- Directed by: John Boskovich
- Screenplay by: Sandra Bernhard John Boskovich
- Based on: Without You, I'm Nothing 1988 play by Sandra Bernhard
- Produced by: Jonathan D. Krane
- Starring: Sandra Bernhard
- Cinematography: Joseph Yacoe
- Edited by: Pamela Malouf-Cundy
- Music by: Patrice Rushen
- Production company: M.C.E.G.
- Distributed by: New Line Cinema
- Release dates: May 4, 1990 (New York City); May 11, 1990 (United States);
- Running time: 90 minutes
- Country: United States
- Language: English

= Without You I'm Nothing (film) =

1990 film directed by John S. Boskovich

Without You I'm Nothing is a 1990 American musical comedy film directed by John Boskovich and starring and written by comedian and singer Sandra Bernhard, based on material from her award-winning one-woman show of the same name, which was produced by Terry Danuser.

The film was shot on location in August 1989 at The Coconut Grove in the Ambassador Hotel in Los Angeles. Karole Armitage was the choreographer. The film recreates moments from the stage show, often with Bernhard dressed in zany costumes reminiscent of the character she is embodying without actually "becoming" that character. Interspersed are faux-interview bits with actress Lu Leonard as Bernhard's manager and actor Steve Antin, with whom she would later co-star in the film Inside Monkey Zetterland. A Madonna impersonator Denise Bella Vlasis played a direct reference to Sandra's friendship with Madonna as character Shoshanna.

The film is notorious for a finale in which Bernhard wears nothing but pasties and an extremely skimpy G-string (in an American Flag print) and proceeds to go-go dance to the song "Little Red Corvette" by Prince.
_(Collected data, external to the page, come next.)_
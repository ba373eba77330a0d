pub mod config;
pub mod db;
pub mod dtos;
pub mod gateway;
pub mod handlers;
pub mod models;
pub mod proxy;
pub mod registry;
pub mod services;
pub mod store;
pub mod utils;

use axum::{
    extract::State,
    http::{header, HeaderValue, Method, StatusCode},
    middleware::{from_fn, from_fn_with_state},
    response::IntoResponse,
    routing::{get, post},
    Json, Router,
};
use service_core::middleware::{
    metrics::metrics_middleware,
    rate_limit::{create_ip_rate_limiter, ip_rate_limit_middleware, IpRateLimiter},
    security_headers::security_headers_middleware,
    tracing::request_id_middleware,
};
use std::sync::Arc;
use tower_http::{cors::CorsLayer, trace::TraceLayer};

use crate::config::GatewayConfig;
use crate::gateway::{CredentialCookies, Gateway};
use crate::proxy::Forwarder;
use crate::registry::RegistryCache;
use crate::services::{Authorizer, IdentityProvider, JwtService, TokenAuthority};
use crate::store::{RefreshTokenStore, RegistryStore};

#[derive(Clone)]
pub struct AppState {
    pub config: GatewayConfig,
    pub registry: Arc<RegistryCache>,
    pub tokens: Arc<TokenAuthority>,
    pub identity: Arc<dyn IdentityProvider>,
    pub gateway: Arc<Gateway>,
    pub cookies: CredentialCookies,
    pub login_rate_limiter: IpRateLimiter,
}

impl AppState {
    /// Wire the pipeline components from configuration and collaborators.
    pub fn new(
        config: GatewayConfig,
        registry_store: Arc<dyn RegistryStore>,
        token_store: Arc<dyn RefreshTokenStore>,
        identity: Arc<dyn IdentityProvider>,
    ) -> Result<Self, anyhow::Error> {
        let registry = Arc::new(RegistryCache::new(registry_store, config.registry.ttl()));

        let jwt = JwtService::new(&config.jwt)?;
        let tokens = Arc::new(TokenAuthority::new(jwt, token_store, &config.jwt));

        let cookies = CredentialCookies::new(
            config.cookies.clone(),
            config.jwt.refresh_token_ttl_seconds,
        );
        let forwarder = Forwarder::new(&config.downstream, &config.cookies)?;
        let gateway = Arc::new(Gateway::new(
            registry.clone(),
            tokens.clone(),
            Authorizer::new(config.role_policy),
            forwarder,
            cookies.clone(),
        ));

        let login_rate_limiter = create_ip_rate_limiter(
            config.security.login_attempts,
            config.security.login_window_seconds,
        );

        Ok(Self {
            config,
            registry,
            tokens,
            identity,
            gateway,
            cookies,
            login_rate_limiter,
        })
    }
}

pub fn build_router(state: AppState) -> Router {
    let login_route = Router::new()
        .route("/auth/login", post(handlers::auth::login))
        .layer(from_fn_with_state(
            state.login_rate_limiter.clone(),
            ip_rate_limit_middleware,
        ));

    let auth_routes = Router::new()
        .route("/auth/refresh", post(handlers::auth::refresh))
        .route("/auth/logout", post(handlers::auth::logout))
        .merge(login_route)
        .layer(cors_layer(&state.config.security.allowed_origins));

    Router::new()
        .route("/health", get(health_check))
        .route("/metrics", get(handlers::metrics::metrics))
        .merge(auth_routes)
        .fallback(handlers::proxy::proxy)
        .with_state(state)
        .layer(from_fn(metrics_middleware))
        .layer(TraceLayer::new_for_http().make_span_with(
            |request: &axum::http::Request<_>| {
                let request_id = request
                    .headers()
                    .get("x-request-id")
                    .and_then(|value| value.to_str().ok())
                    .unwrap_or("-");

                tracing::info_span!(
                    "http_request",
                    request_id = %request_id,
                    method = %request.method(),
                    uri = %request.uri().path(),
                    version = ?request.version(),
                )
            },
        ))
        .layer(from_fn(request_id_middleware))
        .layer(from_fn(security_headers_middleware))
}

/// CORS for the session endpoints only; proxied services answer their own
/// preflights.
fn cors_layer(allowed_origins: &[String]) -> CorsLayer {
    let origins: Vec<HeaderValue> = allowed_origins
        .iter()
        .filter_map(|o| match o.parse::<HeaderValue>() {
            Ok(value) if o != "*" => Some(value),
            Ok(_) => {
                tracing::warn!("Wildcard CORS origin ignored: credentials require explicit origins");
                None
            }
            Err(e) => {
                tracing::error!("Invalid CORS origin '{}': {}. Skipping.", o, e);
                None
            }
        })
        .collect();

    CorsLayer::new()
        .allow_origin(origins)
        .allow_credentials(true)
        .allow_methods([Method::POST, Method::OPTIONS])
        .allow_headers([header::CONTENT_TYPE])
}

pub async fn health_check(State(state): State<AppState>) -> impl IntoResponse {
    let registry = state.registry.status();
    let (status, label) = if registry.warm {
        (StatusCode::OK, "healthy")
    } else {
        (StatusCode::SERVICE_UNAVAILABLE, "starting")
    };

    (
        status,
        Json(serde_json::json!({
            "status": label,
            "service": state.config.service_name,
            "version": state.config.service_version,
            "environment": format!("{:?}", state.config.environment),
            "registry": registry,
        })),
    )
}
It was not a commercial success, but it was highly praised by critics for its caustic commentary on American values and celebrity culture.

In Bernhard's 2006 Off-Broadway show Everything Bad & Beautiful, she concludes by showing the final footage from this film: Cynthia Bailey writing "Fuck Sandra Bernhard" on a tablecloth in lipstick.

==Cast==
- Sandra Bernhard as Herself
- John Doe as Himself
- Steve Antin as Himself
- Lu Leonard as Ingrid Horn, Sandra's Manager
- Ken Foree as Emcee
- Cynthia Bailey as Roxanne
- Paul Michael Thorpe as Apollo (credited as Paul Thorpe)
- Denise Vlasis as Shoshanna
- Djimon Hounsou as Ex-Boyfriend (credited as Djimon Hounson)
- Stephanie Albers as Hippie Girl
- Robin Antin as Hippie Girl
- Annie Livingstone as Hippie Girl

==Home media==
Without You I'm Nothing was released on VHS video cassette on December 19, 1990, and became a cult classic, prompting it to be re-released (again on VHS) in 2000 as part of the "MGM Avant-Garde Cinema" collection.
It was released on DVD on August 23, 2005.

== Reception ==
In 1997's Performance Anxieties, sociologist Ann Pellegrini discussed a scene in which Bernhard's character "appropriates signifiers of blackness throughout her performance to an all-black audience". Bernhard has stated that " the film is an attempt to mock a character who is appropriating blackness". In 2009, the York University sociologist Tara Atluri compared Bernhard's character with the Sacha Baron Cohen character Ali G, as both may be interpreted as mocking whites who adopt Black fashion and characteristics.